Mientras ojeamos álbumes de fotos antiguas en el salón de su piso --donde algunas piezas decorativas de valor, herencia materna, rompen el minimalismo de muebles y paredes--, Luisa recuerda que, a pesar de que se sabía nacida para enseñar, primero se dedicó a cuidar del marido y los hijos. ("Quisimos tener a los seis, no creas que vinieron porque no había tele", puntualiza). Y añade que no fue hasta 1973 cuando por fin pudo ejercer de maestra. "Vivíamos en Eduardo Dato y yo estaba muy metida en la organización del Colegio de la Trinidad, adonde llevamos a los niños. La idea que tuvo el párroco, don Antonio Gómez Aguilar, era que fuera un centro interclasista y eso me gustaba --dice--. Y cuando se abrió una escuela infantil me pidió don Antonio que la organizara y lo hice para ayudar. Aquello se acabó y me volví a casa con el gusanillo en el cuerpo. Hasta que surgió una vacante en el colegio y me incorporé con toda la ilusión del mundo".

--Y entonces empezó también su activismo sindical.

--Viví unos años muy bonitos, yo no sé los cursos que habré hecho de renovación pedagógica, sin puntos ni títulos ni historias. Y nació un movimiento asambleario en el que me involucré mucho. Allí, en aquellas asambleas clandestinas, conocí a Julio Anguita y a Herminio Trigo. Muchos enseñantes nos metimos en los sindicatos verticales pensando que aquello tenía que dar un vuelco. Otra chica y yo informábamos desde las escaleras y la mayoría de las veces llegaba la policía diciendo: "Ya están estas soltando el mitin". Y nos echaba. Me movía mucho y tomé autoridad. Y cuando llegó la democracia fui de los fundadores de Ustea. En la enseñanza he disfrutado muchísimo. Han sido 30 años en la Trinidad y no hay sitio en que no encuentre a un alumno. Cuando mi hijo Rafael tomó posesión como magistrado del Tribunal Supremo la policía de la puerta me dijo que yo había sido su maestra.

--¿Cómo fueron los años de la clandestinidad?

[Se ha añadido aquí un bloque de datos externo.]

//! Prompt assembly for the three design-service calls.
//!
//! Everything here is plain string building from `ProjectData`; the
//! network layer only decides where the text goes.

use chrono::NaiveDate;
use pid_core::ProjectData;
use pid_core::ProjectType;
use std::fmt::Write;

/// Requirements for the generated diagram. Shared by the design and
/// diagram-only schemas so both produce markup the viewer can load.
pub const DIAGRAM_REQUIREMENTS: &str = "A complete, professional, CAD-style SVG document for the \
Process & Instrumentation Diagram (P&ID). The root <svg> element MUST carry a viewBox tightly \
cropped around the drawing and MUST NOT carry width or height attributes, so the diagram scales \
with its container. Keep the layout compact with a landscape aspect ratio (16:9 or 4:3). Wrap \
every major piece of equipment (tanks, pumps, blowers, filters) in a <g> element with a unique \
id such as 'unit-aeration-tank' and the class 'equipment-unit', and give that group a <title> \
child with a short description such as 'Aeration Tank - 150 m3'. Draw every connecting pipe as a \
<path> with the class 'pipe-flow'. Draw instruments with standard symbols, each with a <title>. \
All labels MUST be native SVG <text> elements at a uniform readable size such as 12px, aligned \
with text-anchor, with a normal font weight; never bold, never outlined into paths, never \
raster images. Include a legend as a <g id='pid-legend'> in a corner with the title 'Legend', \
explaining the equipment symbols and pipe line styles. Legend elements MUST NOT have the \
'equipment-unit' class.";

pub const ANALYSIS_SYSTEM_INSTRUCTION: &str = "You are an assistant that extracts technical \
parameters from the special instructions a user gives for a water or waste treatment plant \
design. Read the provided text, files and audio, fill in the JSON object with the specific \
values you find, and write a complete summary of the instructions.";

pub const DIAGRAM_SYSTEM_INSTRUCTION: &str = "You are an expert engineering assistant from India \
who draws professional, CAD-style Process & Instrumentation Diagrams (P&IDs) for water and waste \
treatment plants. Produce ONLY a valid SVG string for the user's project, following Indian \
engineering standards, P&ID conventions and every requirement in the response schema.";

/// Offer validity quoted in the report's addressing block.
pub const OFFER_VALIDITY: &str = "30 Calendar Days";

/// Dates as written in Indian correspondence, `14/03/2025`.
pub fn offer_date(date: NaiveDate) -> String {
    date.format("%d/%m/%Y").to_string()
}

pub fn design_system_instruction(project: &ProjectData) -> String {
    format!(
        "You are an expert engineering assistant from India, specializing in the design of water \
and wastewater treatment plants to Indian regulatory, design and operational standards (CPCB, BIS \
and state Pollution Control Board norms).

Your task is to prepare a complete, modular, step-by-step preliminary design for a {kind}.

**User-Provided Context:**
The user may attach special instructions as text, files (images, documents) or a voice recording. \
Analyze all of it and give it priority in the design. A technology named in a voice note or \
document must be used; a site layout image should inform the P&ID layout.

**Rules:**
1. **Indian Standards:** Base every calculation, suggestion and compliance check on the standards \
that apply in {location}, India. Cite IS codes or CPCB guidelines where relevant.
2. **JSON Only:** Return one valid JSON object that conforms to the response schema, with no text, \
markdown or explanation outside it.
3. **Practical:** Write for Indian engineers, contractors and government clients. Suggest vendors \
that are commonly available and trusted in India.
4. **Complete:** Fill every field of the schema: `designCalculations`, `processFlowDiagram`, \
`complianceChecklist`, `billOfMaterials`, `reportSummary` and `abbreviations`. Leave no section empty.
5. **Acronyms:** List every technical acronym used in the report (BOD, COD, STP, P&ID, ...) in \
`abbreviations` with its definition.
",
        kind = project.project_type,
        location = project.location,
    )
}

/// The user turn for a full design.
pub fn design_prompt(project: &ProjectData, today: NaiveDate) -> String {
    let mut out = String::with_capacity(2048);
    out.push_str("Prepare a preliminary design report for the project below.\n");

    if let Some(to) = non_empty(project.to_address.as_deref()) {
        let _ = write!(
            out,
            "
**Report Addressing:**
The 'reportSummary' MUST open by formally addressing the recipient with the address block below, \
followed by one blank line, then the subject line with the offer date and validity.

**To Address:**
{to}

**Header Details:**
Sub: Offer for the requirement | Offer Date: {date} | Validity: {OFFER_VALIDITY}
",
            date = offer_date(today),
        );
    }

    let _ = write!(
        out,
        "\n**Project Details:**\n- **Project Type:** {}\n",
        project.project_type
    );
    if let Some(tech) = non_empty(project.technology.as_deref()) {
        let _ = writeln!(
            out,
            "- **Selected Technology:** {tech}. The user requested this technology; the whole \
design, including the P&ID, calculations and equipment selection, MUST be based on it."
        );
    }
    let _ = writeln!(out, "- **Location:** {}, India", project.location);
    out.push_str(&parameter_lines(project));
    let _ = writeln!(
        out,
        "- **Plant Capacity (Key Design Parameter):** {} {}",
        number(project.flow_rate),
        project.project_type.capacity_unit()
    );

    if project.project_type == ProjectType::Etp && !project.effluent_types.is_empty() {
        let pollutants: Vec<&str> = project.effluent_types.iter().map(|e| e.label()).collect();
        let _ = write!(
            out,
            "
**ETP Specifics:**
- **Key Pollutants to Treat:** {}.
- **Required Technologies:** Add treatment stages for these pollutants: chemical precipitation \
with coagulation/flocculation for heavy metals, oil skimmers or separators for oils and greases, \
and reverse osmosis or evaporators as a final stage for high TDS. Show them in the calculations \
and the process flow.
",
            pollutants.join(", ")
        );
    }

    if let Some(price) = project.estimated_price.filter(|p| *p > 0.0) {
        let _ = write!(
            out,
            "
**Commercial Offer Details:**
- **Estimated Price:** {} INR
- **Payment Terms:** 80% as advance, balance on commissioning of the project.
- **Taxes:** GST and other applicable taxes are extra.
- Include a section titled \"### Commercial Offer\" in the 'reportSummary' built from these details.
",
            number(price)
        );
    }

    out.push_str(
        "
**Mandatory Report Section (inside 'reportSummary'):**
- Include a section titled exactly \"### Recommended use of processed water\" with advice on the \
most suitable reuse of the treated water for this plant type (landscaping, flushing or \
construction for an STP; process reuse for an ETP where quality permits).

**Your Task:**
Return the complete design in the required JSON format. The 'processFlowDiagram' MUST hold a \
valid, professional, CAD-style SVG that follows the schema and standard P&ID conventions.
",
    );
    out
}

/// The user turn for instruction analysis.
pub fn analysis_prompt(project: &ProjectData) -> String {
    let kind = project.project_type;
    let mut out = String::with_capacity(1024);
    out.push_str("Analyze the special instructions given in the attached files and audio.");
    // The text note goes inline: a separate text part has triggered server errors.
    if let Some(note) = non_empty(project.special_instructions_text.as_deref()) {
        let _ = write!(out, "\n\nUser's text note: \"{note}\"");
    }
    let _ = writeln!(out, "\n\nExtract these parameters for a {kind}:");
    for detail in kind.parameters() {
        let _ = writeln!(out, "- {} ({})", detail.label, detail.unit);
    }
    out.push_str("- technology (e.g. MBBR, SBR)\n");
    if kind == ProjectType::Etp {
        out.push_str(
            "Also identify the pollutants to treat (effluentTypes): \"Heavy Metals\", \
\"Oils and Greases\" or \"High TDS Effluents\".\n",
        );
    }
    out.push_str(
        "
Also write a concise, one-paragraph summary that combines everything the user said in text, \
files and audio.

Return one valid JSON object that follows the schema. Include a parameter only when the \
instructions give a specific value for it; never invent or assume values.
",
    );
    out
}

/// The user turn for regenerating only the diagram.
pub fn diagram_prompt(project: &ProjectData) -> String {
    let kind = project.project_type;
    format!(
        "Using the project data and special instructions below (and any attached files or audio), \
regenerate the Process & Instrumentation Diagram (P&ID).

Project Type: {kind}
Technology Preference: {tech}
Plant Capacity: {capacity} {unit}
Influent BOD: {input_bod} mg/L
Target Effluent BOD: {output_bod} mg/L
Special Instructions Summary: {summary}

Return one valid JSON object whose only key is 'svgContent', holding the complete SVG for the P&ID.
",
        tech = non_empty(project.technology.as_deref()).unwrap_or("Not specified"),
        capacity = number(project.flow_rate),
        unit = kind.capacity_unit(),
        input_bod = number(project.input_bod),
        output_bod = number(project.output_bod),
        summary = non_empty(project.special_instructions_text.as_deref()).unwrap_or("None"),
    )
}

fn parameter_lines(project: &ProjectData) -> String {
    let mut out = String::new();
    for detail in project.project_type.parameters() {
        let _ = writeln!(
            out,
            "- **{}:** {} {}",
            detail.label,
            number(project.value(detail.name)),
            detail.unit
        );
    }
    out
}

fn non_empty(text: Option<&str>) -> Option<&str> {
    text.map(str::trim).filter(|t| !t.is_empty())
}

fn number(value: f64) -> String {
    if value.fract() == 0.0 && value.abs() < 1e15 {
        format!("{}", value as i64)
    } else {
        format!("{value}")
    }
}

#[cfg(test)]
mod tests {
    use super::*;
    use pid_core::project::EffluentType;
    use pretty_assertions::assert_eq;

    fn stp() -> ProjectData {
        let mut project = ProjectData::new(ProjectType::Stp, "Telangana");
        project.flow_rate = 100.0;
        project.input_bod = 250.0;
        project.output_bod = 10.0;
        project
    }

    fn date() -> NaiveDate {
        NaiveDate::from_ymd_opt(2025, 3, 4).unwrap()
    }

    #[test]
    fn design_prompt_lists_parameters_with_units() {
        let prompt = design_prompt(&stp(), date());
        assert!(prompt.contains("- **Project Type:** Sewage Treatment Plant (STP)"));
        assert!(prompt.contains("- **Influent BOD:** 250 mg/L"));
        assert!(prompt.contains("- **Plant Capacity (Key Design Parameter):** 100 KLD"));
        assert!(prompt.contains("### Recommended use of processed water"));
        assert!(!prompt.contains("Report Addressing"));
        assert!(!prompt.contains("Commercial Offer"));
        assert!(!prompt.contains("ETP Specifics"));
    }

    #[test]
    fn optional_blocks_follow_project_fields() {
        let mut project = stp();
        project.project_type = ProjectType::Etp;
        project.effluent_types = vec![EffluentType::HeavyMetals, EffluentType::HighTds];
        project.to_address = Some("  The Secretary\nGreen Valley Society ".into());
        project.estimated_price = Some(1_250_000.0);
        project.technology = Some("ZLD".into());

        let prompt = design_prompt(&project, date());
        assert!(prompt.contains("The Secretary\nGreen Valley Society\n"));
        assert!(prompt.contains("Offer Date: 04/03/2025 | Validity: 30 Calendar Days"));
        assert!(prompt.contains("**Key Pollutants to Treat:** Heavy Metals, High TDS Effluents."));
        assert!(prompt.contains("**Estimated Price:** 1250000 INR"));
        assert!(prompt.contains("**Selected Technology:** ZLD."));
    }

    #[test]
    fn zero_price_is_not_an_offer() {
        let mut project = stp();
        project.estimated_price = Some(0.0);
        assert!(!design_prompt(&project, date()).contains("Commercial Offer"));
    }

    #[test]
    fn solid_waste_capacity_is_in_tonnes() {
        let mut project = ProjectData::new(ProjectType::Wte, "Delhi");
        project.flow_rate = 300.0;
        assert!(design_prompt(&project, date()).contains("300 TPD"));
        assert!(diagram_prompt(&project).contains("Plant Capacity: 300 TPD"));
    }

    #[test]
    fn analysis_prompt_inlines_text_note() {
        let mut project = stp();
        project.special_instructions_text = Some("Use MBBR, 200 KLD".into());
        let prompt = analysis_prompt(&project);
        assert!(prompt.contains("User's text note: \"Use MBBR, 200 KLD\""));
        assert!(prompt.contains("- Effluent COD Target (mg/L)"));
        assert!(!prompt.contains("effluentTypes"));

        project.project_type = ProjectType::Etp;
        assert!(analysis_prompt(&project).contains("effluentTypes"));
    }

    #[test]
    fn diagram_prompt_defaults() {
        let prompt = diagram_prompt(&stp());
        assert!(prompt.contains("Technology Preference: Not specified"));
        assert!(prompt.contains("Special Instructions Summary: None"));
        assert!(prompt.contains("Influent BOD: 250 mg/L"));
    }

    #[test]
    fn system_instruction_names_type_and_location() {
        let text = design_system_instruction(&stp());
        assert!(text.contains("preliminary design for a Sewage Treatment Plant (STP)."));
        assert!(text.contains("standards that apply in Telangana, India"));
        assert_eq!(offer_date(date()), "04/03/2025");
    }
}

--Muy interesantes. Rafael y yo íbamos mucho por el Cineclub Senda. Y por el Círculo Juan XXIII, por supuesto. Tengo el carnet número 11, a nombre de Luisa Jimena de Sarazá . ¡Y eso que era el núcleo más progre de Córdoba! (ríe). Conocimos a gente importantísima, Felipe González, nuestro amigo del alma Juan María Bandrés, Carlos Cano, que vino a cantar... Nos suspendían esto y hacíamos lo otro, nos echaban de un sitio y nos íbamos más allá. Más de una vez nos acogió Joaquín Canalejo abriéndonos la puerta por la sacristía de la Compañía. Y la policía vigilando. Un agente hasta se ofreció una noche de lluvia a taparme con su paraguas. Fueron años duros. Notábamos el teléfono intervenido y no nos dieron el pasaporte para viajar. Yo conservo una de las bolas que arrojaba la policía en las manifestaciones. Pasamos miedo, y noches quemando papeles, pero éramos jóvenes y teníamos mucha fuerza.

--Y ahora, ¿cómo canaliza sus energías?

--Pues mira, me apunté a la Cátedra Intergeneracional --aunque estoy de año sabático--, a clases de Música con Pilar García Entrecanales, fascinantes, y de Arqueología, que siempre me ha gustado, con Desiderio Vaquerizo. Ahora soy voluntaria del Museo Arqueológico. Los maestros tenemos tanto vicio de enseñar que cuando no nos dejan hacerlo cobrando nos ponemos a enseñar gratis.